🤖 AI Summary
Medical time-series classification faces challenges including data sparsity, noise contamination, and variable-length inputs, while existing methods suffer from limited robustness and interpretability. This paper proposes a retrieval-augmented sparse sampling framework: it performs adaptive feature selection via intra-channel similarity-weighted sampling, and generates explicit evidence paths through probabilistic-space aggregation and convex sequence scoring—enhancing robustness against weak temporal dependencies and noise while ensuring decision transparency. The method requires no fixed input length and supports end-to-end interpretable prediction. Evaluated on intracranial electroencephalography (iEEG) data from four clinical centers, it achieves state-of-the-art classification performance using significantly fewer labeled samples.

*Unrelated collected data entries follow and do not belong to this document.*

//! Analysis executor module.
//!
//! Each step takes the working table by reference and returns a new table
//! together with the typed report fragment it produced.

use crate::aggregation::BrandAggregator;
use crate::cleaner::{RangeFilter, drop_columns};
use crate::config::AnalysisConfig;
use crate::error::{Result, ResultExt};
use crate::profiler::{ColumnSummary, DataProfiler, DateDistribution};
use crate::schema::{ColumnRename, normalize_table, rename_columns, require_columns};
use crate::types::{
    BrandSection, DroppedColumnsSection, PriceSection, RegistrationYearSection,
};
use polars::prelude::*;
use tracing::{debug, info, warn};

/// Values listed in the "most frequent" and "highest" price views.
pub const EXPLORATION_LIMIT: usize = 10;

/// Executes the analysis steps on a DataFrame.
#[derive(Debug, Clone)]
pub struct AnalysisExecutor {
    config: AnalysisConfig,
}

impl AnalysisExecutor {
    pub fn new(config: AnalysisConfig) -> Self {
        Self { config }
    }

    pub fn config(&self) -> &AnalysisConfig {
        &self.config
    }

    /// Normalize column names to snake_case with the named overrides.
    pub fn normalize(&self, df: &DataFrame) -> Result<(DataFrame, Vec<ColumnRename>)> {
        let (normalized_df, normalized) = normalize_table(df)?;
        info!(
            "Normalized {} column names ({} changed)",
            normalized.len(),
            normalized.iter().filter(|r| r.is_changed()).count()
        );
        Ok((normalized_df, normalized))
    }

    /// Apply the configured clarity renames (`kilometer` to `odometer_km`).
    pub fn rename_for_clarity(&self, df: &DataFrame) -> Result<(DataFrame, Vec<ColumnRename>)> {
        let (renamed_df, applied) = rename_columns(df, &self.config.column_renames)?;
        debug!("Applied {} clarity renames", applied.len());
        Ok((renamed_df, applied))
    }

    /// Fail early when a column the later steps need is absent.
    pub fn check_required_columns(&self, df: &DataFrame) -> Result<()> {
        require_columns(
            df,
            &[
                self.config.price_column.as_str(),
                self.config.registration_year_column.as_str(),
                self.config.brand_column.as_str(),
                self.config.odometer_column.as_str(),
            ],
        )
        .context("Checking analysis columns")
    }

    pub fn describe(&self, df: &DataFrame) -> Result<Vec<ColumnSummary>> {
        DataProfiler::describe_table(df)
    }

    /// Record the frequency table of each low-value column, then drop them
    /// according to the configured mode.
    pub fn drop_low_value_columns(
        &self,
        df: &DataFrame,
    ) -> Result<(DataFrame, DroppedColumnsSection)> {
        let mut evidence = Vec::new();
        for column in &self.config.dropped_columns {
            if df.get_column_index(column).is_some() {
                evidence.push(DataProfiler::value_counts(df, column)?);
            }
        }

        let (table, outcome) =
            drop_columns(df, &self.config.dropped_columns, self.config.drop_mode)?;
        if !outcome.missing.is_empty() {
            warn!("Columns marked for dropping not found: {:?}", outcome.missing);
        }

        Ok((table, DroppedColumnsSection { outcome, evidence }))
    }

    pub fn explore_odometer(&self, df: &DataFrame) -> Result<crate::profiler::ColumnExploration> {
        DataProfiler::explore(df, &self.config.odometer_column, None)
    }

    /// Explore price, filter it, and explore it again.
    pub fn filter_prices(&self, df: &DataFrame) -> Result<(DataFrame, PriceSection)> {
        let column = &self.config.price_column;
        let before = DataProfiler::explore(df, column, Some(EXPLORATION_LIMIT))?;
        let (filtered, filter) =
            RangeFilter::new(column.as_str(), self.config.price_range).apply(df)?;
        let after = DataProfiler::explore(&filtered, column, Some(EXPLORATION_LIMIT))?;

        Ok((
            filtered,
            PriceSection {
                before,
                filter,
                after,
            },
        ))
    }

    /// Summarize registration years, filter them, and report the
    /// distribution of the survivors.
    pub fn filter_registration_years(
        &self,
        df: &DataFrame,
    ) -> Result<(DataFrame, RegistrationYearSection)> {
        let column = &self.config.registration_year_column;
        let before = DataProfiler::describe(df, column)?;
        let (filtered, filter) =
            RangeFilter::new(column.as_str(), self.config.registration_year_range).apply(df)?;
        let distribution = DataProfiler::value_counts(&filtered, column)?;

        Ok((
            filtered,
            RegistrationYearSection {
                before,
                filter,
                distribution,
            },
        ))
    }

    /// Date distribution of one timestamp column.
    ///
    /// Returns `None` when the column is absent.
    pub fn date_distribution(
        &self,
        df: &DataFrame,
        column: &str,
    ) -> Result<Option<DateDistribution>> {
        if df.get_column_index(column).is_none() {
            warn!("Date column '{}' not found, skipping", column);
            return Ok(None);
        }
        let dist = DataProfiler::date_distribution(df, column, self.config.date_prefix_width)?;
        debug!(
            "'{}': {} distinct dates from {:?} to {:?}",
            column,
            dist.by_date.distinct(),
            dist.earliest,
            dist.latest
        );
        Ok(Some(dist))
    }

    /// Brand shares and the aggregates of the most frequent brands.
    pub fn aggregate_brands(&self, df: &DataFrame) -> Result<BrandSection> {
        let shares = DataProfiler::value_counts(df, &self.config.brand_column)?;
        let table = BrandAggregator::from_config(&self.config).aggregate(df)?;
        let aggregates = match self.config.aggregate_sort {
            Some(sort) => table.sorted_by(sort),
            None => table,
        };
        Ok(BrandSection { shares, aggregates })
    }
}
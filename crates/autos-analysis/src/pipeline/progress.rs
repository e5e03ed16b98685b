//! Progress reporting for the analysis pipeline.
//!
//! # Example
//!
//! ```rust,ignore
//! use autos_analysis::Pipeline;
//!
//! let result = Pipeline::builder()
//!     .on_progress(|update| {
//!         println!("[{:.0}%] {}", update.progress * 100.0, update.message);
//!     })
//!     .build()?
//!     .run("autos.csv")?;
//! ```

use serde::{Deserialize, Serialize};

/// Stages of the analysis pipeline, in execution order.
#[derive(Debug, Clone, Copy, PartialEq, Eq, Hash, Serialize, Deserialize)]
#[serde(rename_all = "snake_case")]
pub enum AnalysisStage {
    /// Reading and decoding the input file
    Loading,
    /// Normalizing column names
    Normalizing,
    /// Describing every column
    Profiling,
    /// Recording (and optionally removing) low-value columns
    DroppingColumns,
    /// Price and registration year range filters
    Filtering,
    /// Date distributions of timestamp columns
    DateAnalysis,
    /// Brand shares and aggregates
    Aggregating,
    /// Pipeline completed successfully
    Complete,
    /// Pipeline failed with an error
    Failed,
}

impl AnalysisStage {
    /// Stages that do work, in order.
    pub const WORKING: [AnalysisStage; 7] = [
        Self::Loading,
        Self::Normalizing,
        Self::Profiling,
        Self::DroppingColumns,
        Self::Filtering,
        Self::DateAnalysis,
        Self::Aggregating,
    ];

    /// Returns a human-readable name for the stage.
    pub fn display_name(&self) -> &'static str {
        match self {
            Self::Loading => "Loading Data",
            Self::Normalizing => "Normalizing Columns",
            Self::Profiling => "Profiling Columns",
            Self::DroppingColumns => "Dropping Columns",
            Self::Filtering => "Filtering Rows",
            Self::DateAnalysis => "Analyzing Dates",
            Self::Aggregating => "Aggregating Brands",
            Self::Complete => "Complete",
            Self::Failed => "Failed",
        }
    }

    /// Share of the overall run spent in this stage (0.0 - 1.0).
    ///
    /// The working stages sum to 1.0.
    pub fn weight(&self) -> f32 {
        match self {
            Self::Loading => 0.15,
            Self::Normalizing => 0.05,
            Self::Profiling => 0.20,
            Self::DroppingColumns => 0.05,
            Self::Filtering => 0.25,
            Self::DateAnalysis => 0.15,
            Self::Aggregating => 0.15,
            Self::Complete | Self::Failed => 0.0,
        }
    }

    /// Cumulative progress at the start of this stage.
    pub fn base_progress(&self) -> f32 {
        match self {
            Self::Loading => 0.0,
            Self::Normalizing => 0.15,
            Self::Profiling => 0.20,
            Self::DroppingColumns => 0.40,
            Self::Filtering => 0.45,
            Self::DateAnalysis => 0.70,
            Self::Aggregating => 0.85,
            Self::Complete => 1.0,
            Self::Failed => 0.0,
        }
    }
}

/// Progress update emitted by the pipeline.
#[derive(Debug, Clone, Serialize, Deserialize)]
pub struct ProgressUpdate {
    pub stage: AnalysisStage,

    /// Optional detail, e.g. "Column: last_seen"
    #[serde(skip_serializing_if = "Option::is_none")]
    pub sub_stage: Option<String>,

    /// Overall progress (0.0 - 1.0)
    pub progress: f32,

    /// Progress within current stage (0.0 - 1.0)
    pub stage_progress: f32,

    pub message: String,

    #[serde(skip_serializing_if = "Option::is_none")]
    pub items_processed: Option<usize>,

    #[serde(skip_serializing_if = "Option::is_none")]
    pub items_total: Option<usize>,
}

impl ProgressUpdate {
    pub fn new(stage: AnalysisStage, stage_progress: f32, message: impl Into<String>) -> Self {
        let stage_progress = stage_progress.clamp(0.0, 1.0);
        Self {
            stage,
            sub_stage: None,
            progress: (stage.base_progress() + stage.weight() * stage_progress).clamp(0.0, 1.0),
            stage_progress,
            message: message.into(),
            items_processed: None,
            items_total: None,
        }
    }

    /// Update for item `current` of `total` within a stage.
    pub fn with_items(
        stage: AnalysisStage,
        sub_stage: impl Into<String>,
        current: usize,
        total: usize,
        message: impl Into<String>,
    ) -> Self {
        let stage_progress = if total > 0 {
            current as f32 / total as f32
        } else {
            0.0
        };
        Self {
            sub_stage: Some(sub_stage.into()),
            items_processed: Some(current),
            items_total: Some(total),
            ..Self::new(stage, stage_progress, message)
        }
    }

    pub fn complete(message: impl Into<String>) -> Self {
        Self::new(AnalysisStage::Complete, 1.0, message)
    }

    pub fn failed(message: impl Into<String>) -> Self {
        Self::new(AnalysisStage::Failed, 0.0, message)
    }
}

/// Receives progress updates during a run.
///
/// Implementations must be `Send + Sync` so a pipeline can be moved to a
/// worker thread.
pub trait ProgressReporter: Send + Sync {
    fn report(&self, update: ProgressUpdate);
}

/// [`ProgressReporter`] backed by a closure.
pub struct ClosureProgressReporter<F>
where
    F: Fn(ProgressUpdate) + Send + Sync,
{
    callback: F,
}

impl<F> ClosureProgressReporter<F>
where
    F: Fn(ProgressUpdate) + Send + Sync,
{
    pub fn new(callback: F) -> Self {
        Self { callback }
    }
}

impl<F> ProgressReporter for ClosureProgressReporter<F>
where
    F: Fn(ProgressUpdate) + Send + Sync,
{
    fn report(&self, update: ProgressUpdate) {
        (self.callback)(update);
    }
}

static_assertions::assert_impl_all!(ProgressUpdate: Send, Sync);
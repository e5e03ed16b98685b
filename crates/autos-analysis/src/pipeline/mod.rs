//! Pipeline module.
//!
//! This module provides the analysis pipeline and its progress reporting.

mod builder;
mod executor;
pub mod progress;

pub use builder::{Pipeline, PipelineBuilder};
pub use executor::{AnalysisExecutor, EXPLORATION_LIMIT};
pub use progress::{AnalysisStage, ClosureProgressReporter, ProgressReporter, ProgressUpdate};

Our approach establishes a new paradigm for clinical time-series analysis that jointly delivers high reliability and strong interpretability.
📝 Abstract
Medical time series analysis is challenging due to data sparsity, noise, and highly variable recording lengths. Prior work has shown that stochastic sparse sampling effectively handles variable-length signals, while retrieval-augmented approaches improve explainability and robustness to noise and weak temporal correlations. In this study, we generalize the stochastic sparse sampling framework for retrieval-informed classification. Specifically, we weight window predictions by within-channel similarity and aggregate them in probability space, yielding convex series-level scores and an explicit evidence trail for explainability. Our method achieves competitive iEEG classification performance and provides practitioners with greater transparency and explainability. We evaluate our method in iEEG recordings collected in four medical centers, demonstrating its potential for reliable and explainable clinical variable-length time series classification.